Let's define our hypotheses:
Null Hypothesis (H0): The processing methods have no effect on the contamination of the venom. The mean contamination level for all processing methods is the same.
Alternative Hypothesis (Ha): The processing methods have an effect on the contamination of the venom. The mean contamination level for at least one processing method is different.
Now, let's calculate the test statistic using the observed data:
Step 1: Calculate the sample mean (x̄) and sample standard deviation (s) for each processing method.
Method 1:
x̄1 = 34
s1 = N/A (not provided)
Method 2:
x̄2 = 17
s2 = N/A (not provided)
Method 3:
x̄3 = 14
s3 = N/A (not provided)
Method 4:
x̄4 = 12
s4 = N/A (not provided)
Method 5:
x̄5 = 23
s5 = N/A (not provided)
Step 2: Calculate the overall sample mean (x̄) and overall sample standard deviation (s).

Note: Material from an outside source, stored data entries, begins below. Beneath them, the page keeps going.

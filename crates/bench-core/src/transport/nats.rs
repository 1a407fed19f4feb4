use super::{BoxFuture, Delivery, EventSource, HeartbeatFeed, Publisher};
use crate::config::TransportConfig;
use anyhow::{Context, Result};
use async_nats::jetstream::{self, consumer, stream};
use bytes::Bytes;
use futures::{FutureExt, StreamExt};
use std::time::Duration;
use tracing::info;

/// NATS connection with JetStream for the event stream and core pub/sub for heartbeats.
#[derive(Clone)]
pub struct NatsTransport {
    client: async_nats::Client,
    jetstream: jetstream::Context,
    config: TransportConfig,
}

impl NatsTransport {
    /// Connect and make sure the events stream exists.
    pub async fn connect(config: &TransportConfig) -> Result<Self> {
        let client = async_nats::connect(config.url.as_str())
            .await
            .with_context(|| format!("Failed to connect to NATS at {}", config.url))?;
        let jetstream = jetstream::new(client.clone());

        let transport = Self {
            client,
            jetstream,
            config: config.clone(),
        };
        transport.ensure_stream().await?;
        info!("Connected to {} (stream {})", config.url, config.stream);
        Ok(transport)
    }

    async fn ensure_stream(&self) -> Result<stream::Stream> {
        self.jetstream
            .get_or_create_stream(stream::Config {
                name: self.config.stream.clone(),
                subjects: vec![self.config.events_filter()],
                ..Default::default()
            })
            .await
            .with_context(|| format!("Failed to get or create stream {}", self.config.stream))
    }

    pub async fn subscribe_heartbeats(&self) -> Result<NatsHeartbeats> {
        let subscriber = self
            .client
            .subscribe(self.config.heartbeat_subject.clone())
            .await
            .with_context(|| {
                format!(
                    "Failed to subscribe to {}",
                    self.config.heartbeat_subject
                )
            })?;
        Ok(NatsHeartbeats { subscriber })
    }

    /// Bind (creating if needed) the durable pull consumer over all event partitions.
    pub async fn pull_events(&self) -> Result<NatsEvents> {
        let stream = self.ensure_stream().await?;
        let durable = self.config.durable.clone();
        let consumer = stream
            .get_or_create_consumer(
                &durable,
                consumer::pull::Config {
                    durable_name: Some(durable.clone()),
                    filter_subject: self.config.events_filter(),
                    ack_policy: consumer::AckPolicy::Explicit,
                    ..Default::default()
                },
            )
            .await
            .with_context(|| format!("Failed to bind durable consumer {}", durable))?;
        info!("Bound durable consumer {}", durable);
        Ok(NatsEvents { consumer })
    }
}

impl Publisher for NatsTransport {
    fn name(&self) -> &'static str {
        "nats"
    }

    fn publish<'a>(&'a self, subject: &'a str, payload: Bytes) -> BoxFuture<'a, Result<()>> {
        Box::pin(async move {
            let ack = self
                .jetstream
                .publish(subject.to_string(), payload)
                .await
                .with_context(|| format!("Publish to {} failed", subject))?;
            ack.await
                .with_context(|| format!("Publish to {} was not acknowledged", subject))?;
            Ok(())
        })
    }

    fn broadcast<'a>(&'a self, subject: &'a str, payload: Bytes) -> BoxFuture<'a, Result<()>> {
        Box::pin(async move {
            self.client
                .publish(subject.to_string(), payload)
                .await
                .with_context(|| format!("Broadcast to {} failed", subject))?;
            Ok(())
        })
    }

    fn flush(&self) -> BoxFuture<'_, Result<()>> {
        Box::pin(async move {
            self.client.flush().await.context("Flush failed")?;
            Ok(())
        })
    }
}

pub struct NatsHeartbeats {
    subscriber: async_nats::Subscriber,
}

impl HeartbeatFeed for NatsHeartbeats {
    fn try_next(&mut self) -> Result<Option<Bytes>> {
        // Polls once: anything the client has already buffered is returned,
        // nothing is waited for.
        match self.subscriber.next().now_or_never() {
            Some(Some(message)) => Ok(Some(message.payload)),
            Some(None) => anyhow::bail!("Heartbeat subscription closed"),
            None => Ok(None),
        }
    }
}

pub struct NatsEvents {
    consumer: consumer::PullConsumer,
}

impl EventSource for NatsEvents {
    type Message = jetstream::Message;

    fn fetch(
        &mut self,
        max: usize,
        timeout: Duration,
    ) -> BoxFuture<'_, Result<Vec<Self::Message>>> {
        Box::pin(async move {
            let mut batch = self
                .consumer
                .fetch()
                .max_messages(max)
                .expires(timeout)
                .messages()
                .await
                .context("Fetch request failed")?;

            let mut messages = Vec::with_capacity(max.min(1024));
            while let Some(message) = batch.next().await {
                messages.push(message.map_err(|e| anyhow::anyhow!("Fetch failed: {e}"))?);
            }
            Ok(messages)
        })
    }
}

impl Delivery for jetstream::Message {
    fn payload(&self) -> &[u8] {
        &self.message.payload
    }

    fn acknowledge(&self) -> BoxFuture<'_, Result<()>> {
        Box::pin(async move {
            self.ack()
                .await
                .map_err(|e| anyhow::anyhow!("Ack failed: {e}"))?;
            Ok(())
        })
    }
}
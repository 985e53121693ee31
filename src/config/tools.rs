use std::path::PathBuf;

/// External binaries a render drives.
#[derive(Clone, Debug, PartialEq, Eq, serde::Serialize, serde::Deserialize)]
#[serde(default)]
pub struct Toolchain {
    /// Version-control client used to clone remote sources.
    pub git: PathBuf,
    /// Log generator and visualization renderer.
    pub gource: PathBuf,
    /// Video encoder.
    pub ffmpeg: PathBuf,
    /// Fetcher for logo URLs.
    pub curl: PathBuf,
    /// Virtual display wrapper for the renderer; `None` runs it directly.
    pub display_wrapper: Option<PathBuf>,
}

impl Default for Toolchain {
    fn default() -> Self {
        Self {
            git: "git".into(),
            gource: "gource".into(),
            ffmpeg: "ffmpeg".into(),
            curl: "curl".into(),
            display_wrapper: Some("xvfb-run".into()),
        }
    }
}

impl Toolchain {
    /// Same tools, renderer run without a virtual display.
    pub fn without_display_wrapper(mut self) -> Self {
        self.display_wrapper = None;
        self
    }
}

x̄ = (x̄1 + x̄2 + x̄3 + x̄4 + x̄5) / 5
= (34 + 17 + 14 + 12 + 23) / 5
= 100 / 5
= 20
s = N/A (not provided)
Step 3: Calculate the test statistic using the formula:
Test Statistic (F) = (Sum of Squares Between Groups) / (Sum of Squares Within Groups)
Where:
Sum of Squares Between Groups = [(n1*(x̄1 - x̄)^2) + (n2*(x̄2 - x̄)^2) + (n3*(x̄3 - x̄)^2) + (n4*(x̄4 - x̄)^2) + (n5*(x̄5 - x̄)^2)] / (k - 1)
Sum of Squares Within Groups = [(n1 - 1)*s1^2 + (n2 - 1)*s2^2 + (n3 - 1)*s3^2 + (n4 - 1)*s4^2 + (n5 - 1)*s5^2] / (N - k)
n1 = n2 = n3 = n4 = n5 = 25 (since each method produces 25 vials per day)
k = 5 (number of processing methods)
N = 5 * 25 = 125 (total number of vials)
Substituting the values:
F = [(25*(34 - 20)^2) + (25*(17 - 20)^2) + (25*(14 - 20)^2) + (25*(12 - 20)^2) + (25*(23 - 20)^2)] / (5 - 1)
/ [(24*(s1^2)) + (24*(s2^2)) + (24*(s3^2)) + (24*(s4^2)) + (24*(s5^2))] / (125 - 5)
Note: Since the sample standard deviation (s) is not provided for each method, we cannot calculate the test statistic. We would need this information to proceed with the hypothesis test.
Therefore, we cannot perform the hypothesis test or state a conclusion without the sample standard deviation for each processing method.